Com ajuste fiscal e crise na Petrobras, a indústria da construção prevê que, até o fim do ano, mais de cem mil trabalhadores serão demitidos de obras de infraestrutura, revela Cássia Almeida.
Menos cem mil empregos em grandes obras
• Construção sofre efeitos de ajuste e crise da Petrobras. Belo Monte demitirá 12 mil até 2016
Cássia Almeida - O Globo
Mais de cem mil trabalhadores devem ser demitidos das obras de infraestrutura daqui até o fim do ano, estima a Câmara Brasileira da Indústria da Construção (Cbic), somando 180 mil em 2015. Somente de janeiro a setembro, foram 79.131 demissões. Quando se inclui nessa conta a construção de edifícios, o total chega a 222.711. O setor está em crise, e todos os impulsos para a atividade avançar foram anulados, dizem especialistas. As demissões normalmente são concentradas no último trimestre. No início do ano, costumam acontecer as contratações, mas não foi o que ocorreu desta vez, diz José Carlos Martins, presidente da Cbic. Sem novos ciclos de investimento à vista e com grandes obras no fim ou em ritmo mais lento, a crise no setor se agravou. Operários da hidrelétrica de Belo Monte, em Altamira, no Pará, estão sendo demitidos em razão da conclusão de etapas da obra.
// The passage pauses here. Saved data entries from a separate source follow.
//! The engine façade: the one object HTTP handlers talk to.
//!
//! [`InferenceEngine`] owns the loaded-model map, the concurrency controller,
//! and the registries, and composes the lifecycle manager with the generation
//! executor. It is instantiated once at startup and handed to request
//! handlers — never discovered through ambient context. No registry ever
//! calls back into the engine; updates flow one way and surface as events.

use std::{path::PathBuf, sync::Arc, time::Duration};

use dashmap::DashMap;
use serde_json::Value;

use crate::{
    concurrency::ConcurrencyController,
    config::Config,
    error::LmxError,
    events::EventBus,
    memory::MemoryMonitor,
    registry::{
        AutotuneMetrics, AutotuneRecord, AutotuneRegistry, CompatFilter, CompatSummary,
        CompatibilityRegistry, CompatibilityRow, ReadinessRecord, ReadinessTracker,
    },
};

use super::{
    generate::{GenerationExecutor, StreamHandle},
    lifecycle::{LoadRequest, LoadedModels, ModelLifecycleManager, ProbeResult},
    types::{CompletionResult, GenerateParams, ModelInfo, RequestTelemetry},
};

/// Tracks model access recency/frequency to rank prefetch suggestions.
#[derive(Default)]
struct AccessPredictor {
    accesses: DashMap<String, AccessStats>,
}

#[derive(Clone, Copy, Default)]
struct AccessStats {
    count: u64,
    last_access_ms: u64,
}

impl AccessPredictor {
    fn record(&self, model_id: &str) {
        let now = chrono::Utc::now().timestamp_millis() as u64;
        let mut stats = self.accesses.entry(model_id.to_string()).or_default();
        stats.count += 1;
        stats.last_access_ms = now;
    }

    /// Models ranked by access count then recency.
    fn ranked(&self) -> Vec<String> {
        let mut all: Vec<(String, AccessStats)> = self
            .accesses
            .iter()
            .map(|e| (e.key().clone(), *e.value()))
            .collect();
        all.sort_by(|a, b| {
            b.1.count
                .cmp(&a.1.count)
                .then(b.1.last_access_ms.cmp(&a.1.last_access_ms))
        });
        all.into_iter().map(|(id, _)| id).collect()
    }
}

pub struct InferenceEngine {
    models: Arc<LoadedModels>,
    readiness: Arc<ReadinessTracker>,
    compatibility: Arc<CompatibilityRegistry>,
    autotune: Arc<AutotuneRegistry>,
    memory: Arc<MemoryMonitor>,
    concurrency: Arc<ConcurrencyController>,
    lifecycle: ModelLifecycleManager,
    executor: GenerationExecutor,
    predictor: AccessPredictor,
}

impl InferenceEngine {
    /// Assemble the full control plane from config. `state_dir` receives the
    /// compatibility log and autotune records.
    pub fn new(config: &Config, state_dir: PathBuf, bus: EventBus) -> Self {
        let memory = Arc::new(MemoryMonitor::new(config.memory.threshold_percent));
        let compatibility = Arc::new(CompatibilityRegistry::with_log_file(
            4096,
            state_dir.join("compatibility.jsonl"),
        ));
        let autotune = Arc::new(AutotuneRegistry::with_file(state_dir.join("autotune.json")));
        Self::assemble(config, state_dir, bus, memory, compatibility, autotune)
    }

    /// Assembly seam used by tests to inject a fixed memory monitor and
    /// memory-only registries.
    pub fn assemble(
        config: &Config,
        state_dir: PathBuf,
        bus: EventBus,
        memory: Arc<MemoryMonitor>,
        compatibility: Arc<CompatibilityRegistry>,
        autotune: Arc<AutotuneRegistry>,
    ) -> Self {
        let models = Arc::new(LoadedModels::default());
        let readiness = Arc::new(ReadinessTracker::new(bus.clone()));
        let concurrency = Arc::new(ConcurrencyController::new(&config.concurrency));

        let cache_dir = config
            .downloads
            .cache_dir
            .clone()
            .unwrap_or_else(|| state_dir.join("models"));

        let lifecycle = ModelLifecycleManager::new(
            Arc::clone(&models),
            Arc::clone(&readiness),
            Arc::clone(&compatibility),
            Arc::clone(&autotune),
            Arc::clone(&memory),
            Arc::clone(&concurrency),
            bus.clone(),
            config.models.clone(),
            config.inference.clone(),
            config.speculative.clone(),
            cache_dir,
        );

        let executor = GenerationExecutor::new(
            Arc::clone(&models),
            Arc::clone(&readiness),
            Arc::clone(&concurrency),
            Arc::clone(&memory),
            Duration::from_secs(config.inference.timeout_sec),
            config.inference.quarantine_threshold,
        );

        Self {
            models,
            readiness,
            compatibility,
            autotune,
            memory,
            concurrency,
            lifecycle,
            executor,
            predictor: AccessPredictor::default(),
        }
    }

    // ── Lifecycle ───────────────────────────────────────────────────────

    pub async fn load_model(&self, request: LoadRequest) -> Result<ModelInfo, LmxError> {
        self.lifecycle.load_model(request).await
    }

    pub async fn unload_model(&self, model_id: &str, reason: &str) -> Result<f64, LmxError> {
        self.lifecycle.unload_model(model_id, reason).await
    }

    pub async fn evict_idle_models(&self, default_ttl_sec: u64) -> Vec<String> {
        self.lifecycle.evict_idle_models(default_ttl_sec).await
    }

    pub async fn probe_model_backends(
        &self,
        model_id: &str,
        timeout_sec: u64,
        allow_unsupported_runtime: bool,
    ) -> Result<ProbeResult, LmxError> {
        self.lifecycle
            .probe_model_backends(model_id, timeout_sec, allow_unsupported_runtime)
            .await
    }

    // ── Request path ────────────────────────────────────────────────────

    pub async fn generate(
        &self,
        params: GenerateParams,
    ) -> Result<(CompletionResult, RequestTelemetry), LmxError> {
        self.predictor.record(&params.model_id);
        self.executor.generate(params).await
    }

    pub async fn stream_generate(&self, params: GenerateParams) -> Result<StreamHandle, LmxError> {
        self.predictor.record(&params.model_id);
        self.executor.stream_generate(params).await
    }

    // ── Drain ───────────────────────────────────────────────────────────

    /// Wait until no request is in flight. Returns `false` on timeout.
    pub async fn drain(&self, timeout: Duration) -> bool {
        let mut rx = self.concurrency.idle_watch();
        if *rx.borrow() {
            return true;
        }
        tokio::time::timeout(timeout, async {
            while rx.changed().await.is_ok() {
                if *rx.borrow() {
                    return;
                }
            }
        })
        .await
        .is_ok()
    }

    // ── Queries ─────────────────────────────────────────────────────────

    pub fn get_loaded_models(&self) -> Vec<ModelInfo> {
        self.models
            .snapshot()
            .iter()
            .map(|m| ModelInfo::from_loaded(m))
            .collect()
    }

    pub fn is_model_loaded(&self, model_id: &str) -> bool {
        self.models.contains(model_id)
    }

    pub fn model_readiness(&self, model_id: &str) -> Option<ReadinessRecord> {
        self.readiness.get(model_id)
    }

    pub fn readiness_snapshot(&self) -> std::collections::HashMap<String, ReadinessRecord> {
        self.readiness.snapshot()
    }

    pub fn compatibility_rows(&self, filter: &CompatFilter) -> Vec<CompatibilityRow> {
        self.compatibility.rows(filter)
    }

    pub fn compatibility_summary(&self) -> std::collections::HashMap<String, CompatSummary> {
        self.compatibility.summary_by_model()
    }

    /// The best tuned profile for `(model, backend)` across known versions.
    pub fn get_tuned_profile(&self, model_id: &str, backend: &str) -> Option<AutotuneRecord> {
        self.autotune
            .snapshot()
            .into_iter()
            .filter(|r| r.model_id == model_id && r.backend == backend)
            .min_by(|a, b| a.score.partial_cmp(&b.score).expect("scores are finite"))
    }

    pub fn save_tuned_profile(
        &self,
        model_id: &str,
        backend: &str,
        backend_version: &str,
        profile: Value,
        metrics: AutotuneMetrics,
        force: bool,
    ) -> AutotuneRecord {
        self.autotune
            .save(model_id, backend, backend_version, profile, metrics, force)
    }

    /// Frequently used models that are not currently loaded, best first.
    pub fn suggest_prefetch_models(&self, limit: usize) -> Vec<String> {
        self.predictor
            .ranked()
            .into_iter()
            .filter(|id| !self.models.contains(id))
            .take(limit)
            .collect()
    }

    pub fn adapt_concurrency(&self) -> usize {
        self.concurrency.adapt(&self.memory)
    }

    pub fn in_flight_count(&self) -> usize {
        self.concurrency.in_flight_count()
    }

    pub fn waiting_queue_count(&self) -> usize {
        self.concurrency.waiting_queue_count()
    }

    pub fn current_concurrency_limit(&self) -> usize {
        self.concurrency.current_limit()
    }

    pub fn last_adapt_reason(&self) -> String {
        self.concurrency.last_adapt_reason()
    }

    pub fn memory(&self) -> &MemoryMonitor {
        &self.memory
    }
}

#[cfg(test)]
mod tests {
    use super::*;
    use crate::{concurrency::Priority, registry::ReadinessState};
    use serde_json::json;

    fn engine() -> InferenceEngine {
        let config = Config::default();
        InferenceEngine::assemble(
            &config,
            std::env::temp_dir().join("opta-lmx-engine-tests"),
            EventBus::new(16),
            Arc::new(MemoryMonitor::fixed(90.0, 128.0, 51.2)),
            Arc::new(CompatibilityRegistry::new(64)),
            Arc::new(AutotuneRegistry::new()),
        )
    }

    #[tokio::test]
    async fn drain_returns_immediately_when_idle() {
        let engine = engine();
        assert!(engine.drain(Duration::from_millis(50)).await);
    }

    #[tokio::test]
    async fn drain_times_out_while_a_request_is_in_flight() {
        let engine = engine();
        let guard = engine
            .concurrency
            .acquire("org/m", Priority::Normal, None)
            .await
            .unwrap();
        assert!(!engine.drain(Duration::from_millis(50)).await);
        drop(guard);
        assert!(engine.drain(Duration::from_millis(50)).await);
    }

    #[tokio::test]
    async fn generate_on_unknown_model_fails_but_feeds_predictor() {
        let engine = engine();
        for _ in 0..3 {
            let _ = engine
                .generate(GenerateParams::new(
                    "org/popular",
                    vec![crate::inference::ChatMessage::user("hi")],
                ))
                .await;
        }
        let _ = engine
            .generate(GenerateParams::new(
                "org/rare",
                vec![crate::inference::ChatMessage::user("hi")],
            ))
            .await;

        let suggestions = engine.suggest_prefetch_models(2);
        assert_eq!(suggestions[0], "org/popular");
        assert_eq!(suggestions[1], "org/rare");
    }

    #[test]
    fn tuned_profile_lookup_spans_versions() {
        let engine = engine();
        engine.save_tuned_profile(
            "org/m",
            "vllm",
            "0.8",
            json!({"kv_bits": 8}),
            AutotuneMetrics {
                tokens_per_sec: 40.0,
                ..Default::default()
            },
            false,
        );
        engine.save_tuned_profile(
            "org/m",
            "vllm",
            "0.9",
            json!({"kv_bits": 4}),
            AutotuneMetrics {
                tokens_per_sec: 120.0,
                ..Default::default()
            },
            false,
        );

        let best = engine.get_tuned_profile("org/m", "vllm").unwrap();
        assert_eq!(best.profile, json!({"kv_bits": 4}));
        assert!(engine.get_tuned_profile("org/m", "gguf").is_none());
    }

    #[test]
    fn readiness_queries_reflect_tracker_state() {
        let engine = engine();
        engine
            .readiness
            .set_state("org/m", ReadinessState::Loading, None);
        assert_eq!(
            engine.model_readiness("org/m").unwrap().state,
            ReadinessState::Loading
        );
        assert_eq!(engine.readiness_snapshot().len(), 1);
    }

    #[tokio::test]
    async fn adapt_concurrency_is_exposed() {
        let engine = engine();
        let target = engine.adapt_concurrency();
        assert_eq!(target, engine.current_concurrency_limit());
    }
}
Em Pernambuco, cerca de 40 mil perderam o emprego em 2014 com a paralisação dos trabalhos da refinaria de Abreu e Lima e não houve como absorver essa mão de obra. No Rio, o Comperj praticamente parou.
— A restrição fiscal nos estados e municípios fez parar tudo. Não tem um centavo para aplicar. Não temos expectativa de quando isso vai mudar — diz Martins, que calcula um total de 530 mil empregos cortados na construção civil este ano, incluindo obras de infraestrutura, construção de edifícios e serviços especializados.
O ajuste fiscal no governo federal e nos estados e municípios abateu a indústria da construção pesada, já afetada pelo corte de mais de 30% nos investimentos da Petrobras e pela Operação Lava-Jato, que paralisou ou fez andar mais devagar obras de grandes empreiteiras do país e seus fornecedores.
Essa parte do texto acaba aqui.